We did 2 tours while we were at Mammoth Cave National Park. We took the self guided tour from the Visitor Center and Historic Entrance to the cave. We also took the 4 hour Mammoth Cave Grand Avenue Tour.
Mammoth Cave Historic Entrance – Self Guided Discovery Tour
The self guided discovery tour from the Historic entrance costs $6 for adults and starts from the Historic Entrance to the cave near the visitor center. This tour lets you go about 1/2 mile into the cave and takes 30 minutes to an hour to explore everything you can see on it. To learn more about the Self Guided Discovery Tour click here.
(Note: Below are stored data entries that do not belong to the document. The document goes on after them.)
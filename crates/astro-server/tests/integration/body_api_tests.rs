use axum::http::StatusCode;
use serde_json::json;

use crate::integration::common::setup_test_app;

#[tokio::test]
async fn create_body_then_duplicate_is_conflict() {
    let app = setup_test_app().await;

    let (status, body) = app
        .post("/celestial-bodies", json!({"name": "Mars", "type": "planet"}))
        .await;
    assert_eq!(status, StatusCode::CREATED);
    assert!(body["id"].as_i64().unwrap() > 0);
    assert_eq!(body["name"], "Mars");
    assert_eq!(body["type"], "planet");
    assert!(body["created_at"].is_string());

    let (status, body) = app
        .post("/celestial-bodies", json!({"name": "Mars", "type": "planet"}))
        .await;
    assert_eq!(status, StatusCode::BAD_REQUEST);
    assert_eq!(body["error"], "conflict");
}

#[tokio::test]
async fn invalid_body_lists_every_field() {
    let app = setup_test_app().await;

    let (status, body) = app
        .post(
            "/celestial-bodies",
            json!({"name": "", "type": "planet", "declination": 120.0, "spectral_class": "G"}),
        )
        .await;
    assert_eq!(status, StatusCode::UNPROCESSABLE_ENTITY);
    assert_eq!(body["error"], "validation_error");
    let fields: Vec<&str> = body["errors"]
        .as_array()
        .unwrap()
        .iter()
        .map(|e| e["field"].as_str().unwrap())
        .collect();
    assert!(fields.contains(&"name"));
    assert!(fields.contains(&"declination"));
    assert!(fields.contains(&"spectral_class"));
}

#[tokio::test]
async fn malformed_json_is_unprocessable() {
    let app = setup_test_app().await;

    let (status, body) = app
        .post("/celestial-bodies", json!({"name": "Vega", "type": "nebula-ish"}))
        .await;
    assert_eq!(status, StatusCode::UNPROCESSABLE_ENTITY);
    assert_eq!(body["error"], "validation_error");
}

#[tokio::test]
async fn get_after_delete_is_not_found() {
    let app = setup_test_app().await;

    let (_, sun) = app
        .post("/celestial-bodies", json!({"name": "Sun", "type": "star"}))
        .await;
    let id = sun["id"].as_i64().unwrap();

    assert_eq!(app.delete(&format!("/celestial-bodies/{id}")).await, StatusCode::NO_CONTENT);
    let (status, body) = app.get(&format!("/celestial-bodies/{id}")).await;
    assert_eq!(status, StatusCode::NOT_FOUND);
    assert_eq!(body["error"], "not_found");
    assert_eq!(app.delete(&format!("/celestial-bodies/{id}")).await, StatusCode::NOT_FOUND);
}

#[tokio::test]
async fn inverted_distance_range_returns_empty_list() {
    let app = setup_test_app().await;
    app.post(
        "/celestial-bodies",
        json!({"name": "Sirius", "type": "star", "distance_from_earth": 8.6}),
    )
    .await;

    let (status, body) = app
        .get("/celestial-bodies?min_distance=10&max_distance=5")
        .await;
    assert_eq!(status, StatusCode::OK);
    assert_eq!(body, json!([]));
}

#[tokio::test]
async fn out_of_range_limit_is_unprocessable() {
    let app = setup_test_app().await;

    let (status, body) = app.get("/celestial-bodies?limit=101").await;
    assert_eq!(status, StatusCode::UNPROCESSABLE_ENTITY);
    assert_eq!(body["errors"][0]["field"], "limit");

    let (status, _) = app.get("/celestial-bodies?skip=-1").await;
    assert_eq!(status, StatusCode::UNPROCESSABLE_ENTITY);

    let (status, _) = app.get("/celestial-bodies?limit=abc").await;
    assert_eq!(status, StatusCode::UNPROCESSABLE_ENTITY);
}

#[tokio::test]
async fn partial_update_keeps_omitted_fields() {
    let app = setup_test_app().await;
    let (_, sun) = app
        .post(
            "/celestial-bodies",
            json!({"name": "Sun", "type": "star", "mass": 1.989e30, "description": "Our star"}),
        )
        .await;
    let id = sun["id"].as_i64().unwrap();

    let (status, body) = app
        .put(&format!("/celestial-bodies/{id}"), json!({"spectral_class": "G"}))
        .await;
    assert_eq!(status, StatusCode::OK);
    assert_eq!(body["spectral_class"], "G");
    assert_eq!(body["mass"], 1.989e30);
    assert_eq!(body["description"], "Our star");

    let (status, body) = app
        .put(&format!("/celestial-bodies/{id}"), json!({"description": null}))
        .await;
    assert_eq!(status, StatusCode::OK);
    assert!(body["description"].is_null());
    assert_eq!(body["spectral_class"], "G");
}

#[tokio::test]
async fn parent_rules_on_update() {
    let app = setup_test_app().await;
    let (_, sun) = app
        .post("/celestial-bodies", json!({"name": "Sun", "type": "star"}))
        .await;
    let sun_id = sun["id"].as_i64().unwrap();
    let (_, earth) = app
        .post(
            "/celestial-bodies",
            json!({"name": "Earth", "type": "planet", "parent_id": sun_id}),
        )
        .await;
    let earth_id = earth["id"].as_i64().unwrap();
    assert_eq!(earth["parent_name"], "Sun");

    let (status, _) = app
        .put(&format!("/celestial-bodies/{earth_id}"), json!({"parent_id": 999_999}))
        .await;
    assert_eq!(status, StatusCode::NOT_FOUND);

    let (status, body) = app
        .put(&format!("/celestial-bodies/{sun_id}"), json!({"parent_id": earth_id}))
        .await;
    assert_eq!(status, StatusCode::UNPROCESSABLE_ENTITY);
    assert_eq!(body["errors"][0]["field"], "parent_id");
}

#[tokio::test]
async fn children_and_observers_routes() {
    let app = setup_test_app().await;
    let (_, sun) = app
        .post("/celestial-bodies", json!({"name": "Sun", "type": "star"}))
        .await;
    let sun_id = sun["id"].as_i64().unwrap();

    let (status, body) = app.get(&format!("/celestial-bodies/{sun_id}/children")).await;
    assert_eq!(status, StatusCode::OK);
    assert_eq!(body, json!([]));

    app.post(
        "/celestial-bodies",
        json!({"name": "Venus", "type": "planet", "parent_id": sun_id}),
    )
    .await;
    let (_, body) = app.get(&format!("/celestial-bodies/{sun_id}/children")).await;
    assert_eq!(body.as_array().unwrap().len(), 1);
    assert_eq!(body[0]["name"], "Venus");
    assert_eq!(body[0]["parent_name"], "Sun");
    assert_eq!(body[0]["children_count"], 0);
    assert_eq!(body[0]["observation_count"], 0);

    let (status, _) = app.get("/celestial-bodies/999999/children").await;
    assert_eq!(status, StatusCode::NOT_FOUND);

    let (status, body) = app.get(&format!("/celestial-bodies/{sun_id}/observers")).await;
    assert_eq!(status, StatusCode::OK);
    assert_eq!(body["celestial_body"], "Sun");
    assert_eq!(body["observer_count"], 0);

    let (status, _) = app.get("/celestial-bodies/999999/observers").await;
    assert_eq!(status, StatusCode::NOT_FOUND);
}

#[tokio::test]
async fn batch_skips_existing_names() {
    let app = setup_test_app().await;
    app.post("/celestial-bodies", json!({"name": "Halley", "type": "comet"}))
        .await;

    let (status, body) = app
        .post(
            "/celestial-bodies/batch",
            json!([
                {"name": "Halley", "type": "comet"},
                {"name": "Vesta", "type": "asteroid"},
                {"name": "Vesta", "type": "asteroid"},
                {"name": "Ceres", "type": "asteroid"}
            ]),
        )
        .await;
    assert_eq!(status, StatusCode::CREATED);
    let names: Vec<&str> = body
        .as_array()
        .unwrap()
        .iter()
        .map(|b| b["name"].as_str().unwrap())
        .collect();
    assert_eq!(names, vec!["Vesta", "Ceres"]);
}

#[tokio::test]
async fn advanced_search_filters_and_sorts() {
    let app = setup_test_app().await;
    for (name, kind, distance) in [
        ("Sirius", "star", 8.6),
        ("Vega", "star", 25.0),
        ("Andromeda", "galaxy", 2.5e6),
    ] {
        app.post(
            "/celestial-bodies",
            json!({"name": name, "type": kind, "distance_from_earth": distance}),
        )
        .await;
    }

    let (status, body) = app
        .get("/celestial-bodies/search/advanced?type=star&sort_by=distance_from_earth&sort_order=desc")
        .await;
    assert_eq!(status, StatusCode::OK);
    let names: Vec<&str> = body
        .as_array()
        .unwrap()
        .iter()
        .map(|b| b["name"].as_str().unwrap())
        .collect();
    assert_eq!(names, vec!["Vega", "Sirius"]);

    let (status, body) = app
        .get("/celestial-bodies/search/advanced?sort_by=name&sort_order=sideways")
        .await;
    assert_eq!(status, StatusCode::UNPROCESSABLE_ENTITY);
    assert_eq!(body["errors"][0]["field"], "sort_order");

    let (status, body) = app
        .get("/celestial-bodies/search/advanced?sort_by=no_such_column&has_observations=false")
        .await;
    assert_eq!(status, StatusCode::OK);
    assert_eq!(body.as_array().unwrap().len(), 3);
}

#[tokio::test]
async fn statistics_on_empty_catalog() {
    let app = setup_test_app().await;

    let (status, body) = app.get("/celestial-bodies/statistics").await;
    assert_eq!(status, StatusCode::OK);
    assert_eq!(body["total"], 0);
    assert_eq!(body["by_type"], json!({}));
    assert!(body["distance_statistics"]["average"].is_null());
}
Many people visiting Mammoth Cave ask, “May we visit the cave without a guided tour?” The answer is yes! This self-guided tour requires a ticket, and proceeds into the Historic Entrance. Focusing on early history and prehistory of the cave, this section of cave houses many great artifacts. This tour is ideal for people wanting to move at their own pace or are looking for a cave experience without much time commitment. This tour is the self-guided version of the guided Mammoth Passage Tour. Please note: this tour is offered as visitation warrants, and is not always available.https://www.recreation.gov/ticket/facility/tour/108
The historic entrance looks like a giant hole in the ground. This is the very stereotypical cave entrance you’ve always imagined. Inside the cave you can see the remnants of the salt peter mine and some Native American Artifacts. You get to walk through some really large underground chambers.
This tour is interesting but you will really want to book one of the longer tours that goes deeper into the cave to see the really interesting rock formations and other features inside the cave. If the 1/2 mile self guided discovery tour is all you see of Mammoth Cave you might be a little disappointed.
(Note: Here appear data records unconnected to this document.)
use std::collections::BTreeMap;

use serde::Serialize;

use crate::observation::ObservationSummary;

#[derive(Debug, Clone, Default, PartialEq, Serialize, utoipa::ToSchema)]
pub struct DistanceStatistics {
    pub average: Option<f64>,
    pub minimum: Option<f64>,
    pub maximum: Option<f64>,
}

#[derive(Debug, Clone, Default, PartialEq, Serialize, utoipa::ToSchema)]
pub struct BodyStatistics {
    pub total: i64,
    /// Count per body type; types with no bodies are omitted
    pub by_type: BTreeMap<String, i64>,
    pub distance_statistics: DistanceStatistics,
}

#[derive(Debug, Clone, Default, PartialEq, Serialize, utoipa::ToSchema)]
pub struct AstronomerStatistics {
    pub total: i64,
    pub active: i64,
    pub inactive: i64,
    pub by_nationality: BTreeMap<String, i64>,
}

/// An entry in a "most observations" ranking.
#[derive(Debug, Clone, PartialEq, Serialize, utoipa::ToSchema)]
pub struct RankedEntry {
    pub id: i64,
    pub name: String,
    pub observation_count: i64,
}

#[derive(Debug, Clone, Default, PartialEq, Serialize, utoipa::ToSchema)]
pub struct ObservationStatistics {
    pub total_observations: i64,
    pub top_astronomers: Vec<RankedEntry>,
    pub top_celestial_bodies: Vec<RankedEntry>,
}

/// An astronomer who observed a given body.
#[derive(Debug, Clone, PartialEq, Serialize, utoipa::ToSchema)]
pub struct Observer {
    pub id: i64,
    pub name: String,
    pub institution: Option<String>,
    /// Observations of this particular body
    pub observation_count: i64,
}

#[derive(Debug, Clone, PartialEq, Serialize, utoipa::ToSchema)]
pub struct BodyObservers {
    pub celestial_body: String,
    pub observer_count: usize,
    pub observers: Vec<Observer>,
}

#[derive(Debug, Clone, PartialEq, Serialize, utoipa::ToSchema)]
pub struct AstronomerObservations {
    pub astronomer: String,
    /// Total, independent of pagination
    pub observation_count: i64,
    pub observations: Vec<ObservationSummary>,
}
Mammoth Cave Grand Avenue Tour
The Mammoth Cave Grand Avenue Tour is a 4 hour hike through the cave that covers about 4 miles. According to the tour information you will walk up or down 670 stairs. There are a ton of ramps also that add a lot to the amount of vertical you’ll be hiking. The tour costs $30 for an adult. To learn more about the Grand Avenue Tour click here.
At 4 hours long, this lengthy tour explores the geologic diversity of what Mammoth Cave has to offer. Going through slot canyons, tubular passageways, tall canyons, and tunnels sparkled with gypsum, this tour is the longest walking tour we offer. This tour also encounters hundreds of steps and ascends and descends many tall, incredibly steep hills. Covering a wide variety of the history and geology of Mammoth Cave, this tour is ideal for those wishing for a lengthy, half-day hike inside of the cave.https://www.recreation.gov/ticket/facility/tour/100
The Grand Avenue Tour has been closed since late 2019 for restoration of the stairs and walkways. The original closure was supposed to last 18-20 months. Who knows how long it will last due to Covid. Currently because of Covid they are only offering a single self guided tour inside the cave that goes 2 miles from the historic entrance. If you are thinking of going on the Grand Avenue tour you will have to wait a bit.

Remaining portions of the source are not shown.